Detecting random typing



  • Hello,

    does anyone know an algorithm that decides whether an input is random typing (like cats on keybord, head on keybord or good old "asdf") or text of a language. Doesn't have to check the grammar or whether the words really exist. Something like inverse Markov chains, "macrodestic" might pass, "naizsubawi" not.

    Thanks in a advance,
    derari



  • You'd need to be able to figgure out what the keymap is, once you have that collect the relative positions of the latest key hit to the previous one, if you have a bunch of key hits that are next to each other there is a high chance, If you have key hits that are very far away from each other the chance is really low.



  • @Lingerance said:

    You'd need to be able to figgure out what the keymap is, once you have that collect the relative positions of the latest key hit to the previous one, if you have a bunch of key hits that are next to each other there is a high chance, If you have key hits that are very far away from each other the chance is really low.
    I want someone to implement this and then see how many common English words are kicked out by this.  I don't think it's a bad idea.  I just want to see what English words could conceivably be typed by a cat walking across my keyboard.
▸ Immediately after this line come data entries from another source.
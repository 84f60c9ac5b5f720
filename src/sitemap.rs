use std::sync::LazyLock;

use anyhow::{Context, Result};
use regex::Regex;
use tracing::info;

static POST_URL_RE: LazyLock<Regex> = LazyLock::new(|| {
    Regex::new(r"^https://[a-z0-9-]+\.substack\.com/p/[A-Za-z0-9][A-Za-z0-9_-]*$").unwrap()
});

/// Fetch a publication's sitemap and return its post URLs, sorted. This is
/// the no-browser alternative to scrolling the archive page.
pub async fn fetch_post_urls(publication: &str) -> Result<Vec<String>> {
    let sitemap_url = format!("https://{}.substack.com/sitemap.xml", publication);
    info!("Fetching sitemap: {}", sitemap_url);

    let client = reqwest::Client::new();
    let xml = client
        .get(&sitemap_url)
        .send()
        .await?
        .error_for_status()?
        .text()
        .await
        .context("Failed to fetch publication sitemap")?;

    let all_urls = parse_urlset(&xml)?;
    info!("Total URLs in sitemap: {}", all_urls.len());

    // Post pages only; drop /about, /archive, tag pages and the like.
    let mut posts: Vec<String> = all_urls
        .into_iter()
        .filter(|url| POST_URL_RE.is_match(url))
        .collect();
    posts.sort();
    posts.dedup();
    info!("Post pages after filtering: {}", posts.len());
    Ok(posts)
}

/// Parse a urlset XML and return all <loc> URLs.
fn parse_urlset(xml: &str) -> Result<Vec<String>> {
    let mut reader = quick_xml::Reader::from_str(xml);
    let mut urls = Vec::new();
    let mut in_url = false;
    let mut in_loc = false;
    let mut buf = Vec::new();

    loop {
        match reader.read_event_into(&mut buf) {
            Ok(quick_xml::events::Event::Start(e)) => match e.name().as_ref() {
                b"url" => in_url = true,
                b"loc" if in_url => in_loc = true,
                _ => {}
            },
            Ok(quick_xml::events::Event::Text(e)) if in_loc => {
                urls.push(e.unescape()?.to_string());
            }
            Ok(quick_xml::events::Event::End(e)) => match e.name().as_ref() {
                b"loc" => in_loc = false,
                b"url" => in_url = false,
                _ => {}
            },
            Ok(quick_xml::events::Event::Eof) => break,
            Err(e) => return Err(e.into()),
            _ => {}
        }
        buf.clear();
    }
    Ok(urls)
}

// ── Tests ──
use std::sync::LazyLock;

use regex::Regex;

static WS_RE: LazyLock<Regex> = LazyLock::new(|| Regex::new(r"\s+").unwrap());

/// Deepest heading level Markdown can express; deeper levels clamp here.
pub const MAX_HEADING_LEVEL: u8 = 6;

pub fn clamp_level(level: u8) -> u8 {
    level.clamp(1, MAX_HEADING_LEVEL)
}

/// One normalized unit of document structure. The tree is rooted at a
/// synthetic `Document` node; children stay in document order.
#[derive(Debug, Clone, PartialEq)]
pub enum Node {
    Document(Vec<Node>),
    Heading { level: u8, children: Vec<Node> },
    Paragraph(Vec<Node>),
    Text(String),
    Emphasis(Vec<Node>),
    Strong(Vec<Node>),
    Link { address: String, text: String },
    /// Resolved cross-document reference, rendered as `[[stem]]`.
    WikiRef(String),
    /// Embedded image/iframe/video/audio, carried by reference only.
    Media {
        address: String,
        label: String,
        caption: Option<String>,
    },
    List { ordered: bool, items: Vec<Node> },
    ListItem(Vec<Node>),
    /// Rows of cells; each cell is inline content only.
    Table { rows: Vec<Vec<Vec<Node>>> },
    CodeBlock(String),
    BlockQuote(Vec<Node>),
    FootnoteRef(u32),
    FootnoteDef { id: u32, text: String },
}

/// Render a node tree to Markdown. Footnote definitions are pulled to the
/// end regardless of where they sit among the blocks, and headings are not
/// followed by a blank line.
pub fn render(root: &Node) -> String {
    let blocks: &[Node] = match root {
        Node::Document(blocks) => blocks,
        other => std::slice::from_ref(other),
    };

    let mut out = String::new();
    let mut defs: Vec<(u32, &str)> = Vec::new();
    let mut after_heading = false;

    for block in blocks {
        if let Node::FootnoteDef { id, text } = block {
            defs.push((*id, text));
            continue;
        }
        let Some(rendered) = render_block(block, 0) else {
            continue;
        };
        if !out.is_empty() {
            out.push_str(if after_heading { "\n" } else { "\n\n" });
        }
        out.push_str(&rendered);
        after_heading = matches!(block, Node::Heading { .. });
    }

    if !defs.is_empty() {
        if !out.is_empty() {
            out.push_str("\n\n");
        }
        let lines: Vec<String> = defs
            .iter()
            .map(|(id, text)| format!("[^{}]: {}", id, collapse_ws(text)))
            .collect();
        out.push_str(&lines.join("\n"));
    }

    out.push('\n');
    out
}

fn render_block(node: &Node, depth: usize) -> Option<String> {
    match node {
        Node::Heading { level, children } => {
            let text = render_inline(children);
            if text.is_empty() {
                return None;
            }
            Some(format!("{} {}", "#".repeat(clamp_level(*level) as usize), text))
        }
        Node::Paragraph(children) => {
            let text = render_inline(children);
            if text.is_empty() {
                None
            } else {
                Some(text)
            }
        }
        Node::List { ordered, items } => render_list(*ordered, items, depth),
        Node::Table { rows } => render_table(rows),
        Node::CodeBlock(code) => {
            let code = code.trim_matches('\n').trim_end();
            if code.is_empty() {
                return None;
            }
            Some(format!("```\n{}\n```", code))
        }
        Node::BlockQuote(children) => {
            let mut parts = Vec::new();
            for child in children {
                if let Some(rendered) = render_block(child, depth) {
                    parts.push(rendered);
                }
            }
            if parts.is_empty() {
                return None;
            }
            let quoted: Vec<String> = parts
                .join("\n\n")
                .lines()
                .map(|l| {
                    if l.is_empty() {
                        ">".to_string()
                    } else {
                        format!("> {}", l)
                    }
                })
                .collect();
            Some(quoted.join("\n"))
        }
        Node::FootnoteDef { id, text } => Some(format!("[^{}]: {}", id, collapse_ws(text))),
        Node::Document(children) => {
            let doc = render(&Node::Document(children.clone()));
            let trimmed = doc.trim_end();
            if trimmed.is_empty() {
                None
            } else {
                Some(trimmed.to_string())
            }
        }
        // Inline content sitting at block level becomes its own paragraph.
        inline => {
            let text = render_inline(std::slice::from_ref(inline));
            if text.is_empty() {
                None
            } else {
                Some(text)
            }
        }
    }
}

fn render_list(ordered: bool, items: &[Node], depth: usize) -> Option<String> {
    let indent = "    ".repeat(depth);
    let mut lines = Vec::new();
    let mut ordinal = 0usize;

    for item in items {
        let Node::ListItem(children) = item else {
            continue;
        };
        let (inline, nested): (Vec<&Node>, Vec<&Node>) = children
            .iter()
            .partition(|c| !matches!(c, Node::List { .. }));
        let inline_owned: Vec<Node> = inline.into_iter().cloned().collect();
        let text = render_inline(&inline_owned);
        ordinal += 1;
        let marker = if ordered {
            format!("{}. ", ordinal)
        } else {
            "- ".to_string()
        };
        if !text.is_empty() || !nested.is_empty() {
            lines.push(format!("{}{}{}", indent, marker, text));
        }
        for sub in nested {
            if let Node::List { ordered, items } = sub {
                if let Some(rendered) = render_list(*ordered, items, depth + 1) {
                    lines.push(rendered);
                }
            }
        }
    }

    if lines.is_empty() {
        None
    } else {
        Some(lines.join("\n"))
    }
}

fn render_table(rows: &[Vec<Vec<Node>>]) -> Option<String> {
    if rows.is_empty() {
        return None;
    }
    let cells: Vec<Vec<String>> = rows
        .iter()
        .map(|row| {
            row.iter()
                .map(|cell| render_inline(cell).replace('|', "\\|"))
                .collect()
        })
        .collect();
    let width = cells.iter().map(Vec::len).max().unwrap_or(0);
    if width == 0 {
        return None;
    }

    let row_line = |row: &[String]| {
        let mut padded: Vec<&str> = row.iter().map(String::as_str).collect();
        padded.resize(width, "");
        format!("| {} |", padded.join(" | "))
    };

    let mut lines = vec![row_line(&cells[0])];
    lines.push(format!("| {} |", vec!["---"; width].join(" | ")));
    for row in &cells[1..] {
        lines.push(row_line(row));
    }
    Some(lines.join("\n"))
}

/// Render inline content to a single whitespace-normalized line.
pub fn render_inline(nodes: &[Node]) -> String {
    let mut raw = String::new();
    for node in nodes {
        raw.push_str(&render_inline_part(node));
    }
    collapse_ws(&raw)
}

fn render_inline_part(node: &Node) -> String {
    match node {
        Node::Text(t) => t.clone(),
        Node::Emphasis(children) => wrap_span("*", children),
        Node::Strong(children) => wrap_span("**", children),
        Node::Link { address, text } => {
            let text = collapse_ws(text);
            if text.is_empty() {
                format!("[{}]({})", address, address)
            } else {
                format!("[{}]({})", text, address)
            }
        }
        Node::WikiRef(stem) => format!("[[{}]]", stem),
        Node::Media {
            address,
            label,
            caption,
        } => {
            let label = collapse_ws(label);
            let label = if label.is_empty() { "image".to_string() } else { label };
            let mut s = format!("[{}]({})", label, address);
            if let Some(cap) = caption {
                let cap = collapse_ws(cap);
                if !cap.is_empty() {
                    s.push_str(&format!(" *{}*", cap));
                }
            }
            s
        }
        Node::FootnoteRef(id) => format!("[^{}]", id),
        // A block node in inline position collapses to its text.
        other => render_block(other, 0).unwrap_or_default(),
    }
}

fn wrap_span(mark: &str, children: &[Node]) -> String {
    let mut inner = String::new();
    for child in children {
        inner.push_str(&render_inline_part(child));
    }
    let trimmed = inner.trim();
    if trimmed.is_empty() {
        return String::new();
    }
    let lead = if inner.starts_with(char::is_whitespace) { " " } else { "" };
    let trail = if inner.ends_with(char::is_whitespace) { " " } else { "" };
    format!("{}{}{}{}{}", lead, mark, trimmed, mark, trail)
}

fn collapse_ws(s: &str) -> String {
    WS_RE.replace_all(s, " ").trim().to_string()
}

// ── Tests ──

#[cfg(test)]
mod tests {
    use super::*;

    fn text(s: &str) -> Node {
        Node::Text(s.to_string())
    }

    #[test]
    fn heading_has_no_trailing_blank_line() {
        let doc = Node::Document(vec![
            Node::Heading { level: 2, children: vec![text("Section")] },
            Node::Paragraph(vec![text("Body text.")]),
        ]);
        assert_eq!(render(&doc), "## Section\nBody text.\n");
    }

    #[test]
    fn heading_level_clamps_to_six() {
        let doc = Node::Document(vec![Node::Heading {
            level: 9,
            children: vec![text("Deep")],
        }]);
        assert_eq!(render(&doc), "###### Deep\n");
    }

    #[test]
    fn paragraph_whitespace_collapses() {
        let doc = Node::Document(vec![Node::Paragraph(vec![text("a\n  b   c ")])]);
        assert_eq!(render(&doc), "a b c\n");
    }

    #[test]
    fn emphasis_keeps_boundary_spacing() {
        let doc = Node::Document(vec![Node::Paragraph(vec![
            text("before"),
            Node::Emphasis(vec![text(" middle ")]),
            text("after"),
        ])]);
        assert_eq!(render(&doc), "before *middle* after\n");
    }

    #[test]
    fn media_renders_as_link_with_caption() {
        let doc = Node::Document(vec![Node::Paragraph(vec![Node::Media {
            address: "https://cdn.example.com/pic.png".into(),
            label: "diagram".into(),
            caption: Some("The big picture".into()),
        }])]);
        assert_eq!(
            render(&doc),
            "[diagram](https://cdn.example.com/pic.png) *The big picture*\n"
        );
    }

    #[test]
    fn nested_list_indents() {
        let doc = Node::Document(vec![Node::List {
            ordered: false,
            items: vec![
                Node::ListItem(vec![
                    text("top"),
                    Node::List {
                        ordered: true,
                        items: vec![Node::ListItem(vec![text("inner")])],
                    },
                ]),
                Node::ListItem(vec![text("second")]),
            ],
        }]);
        assert_eq!(render(&doc), "- top\n    1. inner\n- second\n");
    }

    #[test]
    fn footnote_defs_sort_last() {
        let doc = Node::Document(vec![
            Node::FootnoteDef { id: 1, text: "first note".into() },
            Node::Paragraph(vec![text("Body"), Node::FootnoteRef(1)]),
        ]);
        assert_eq!(render(&doc), "Body[^1]\n\n[^1]: first note\n");
    }

    #[test]
    fn table_renders_pipes() {
        let doc = Node::Document(vec![Node::Table {
            rows: vec![
                vec![vec![text("a")], vec![text("b")]],
                vec![vec![text("1")], vec![text("2")]],
            ],
        }]);
        assert_eq!(
            render(&doc),
            "| a | b |\n| --- | --- |\n| 1 | 2 |\n"
        );
    }

    #[test]
    fn blockquote_prefixes_lines() {
        let doc = Node::Document(vec![Node::BlockQuote(vec![
            Node::Paragraph(vec![text("quoted")]),
            Node::Paragraph(vec![text("again")]),
        ])]);
        assert_eq!(render(&doc), "> quoted\n>\n> again\n");
    }

    #[test]
    fn empty_paragraphs_are_dropped() {
        let doc = Node::Document(vec![
            Node::Paragraph(vec![text("  ")]),
            Node::Paragraph(vec![text("kept")]),
        ]);
        assert_eq!(render(&doc), "kept\n");
    }
}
  • @belgariontheking said:

    I just want to see what English words could conceivably be typed by a cat walking across my keyboard.

    Depending on the tollerance, and presuming querty:

    • fads
    • loop
    • kill
    • kilo
    • jut
    • deer
    • sad
    • ass
    • look
    • greet
    • weed
    • seed
    • we
    Also, certain phrases may trigger it:
    • CDE (Common Desktop Environment)
    • lo (Loop-back device on Linux)
    • Re
    • JK (Just Kidding)
    • kj (kilojoule)
    • kl (kilolitre)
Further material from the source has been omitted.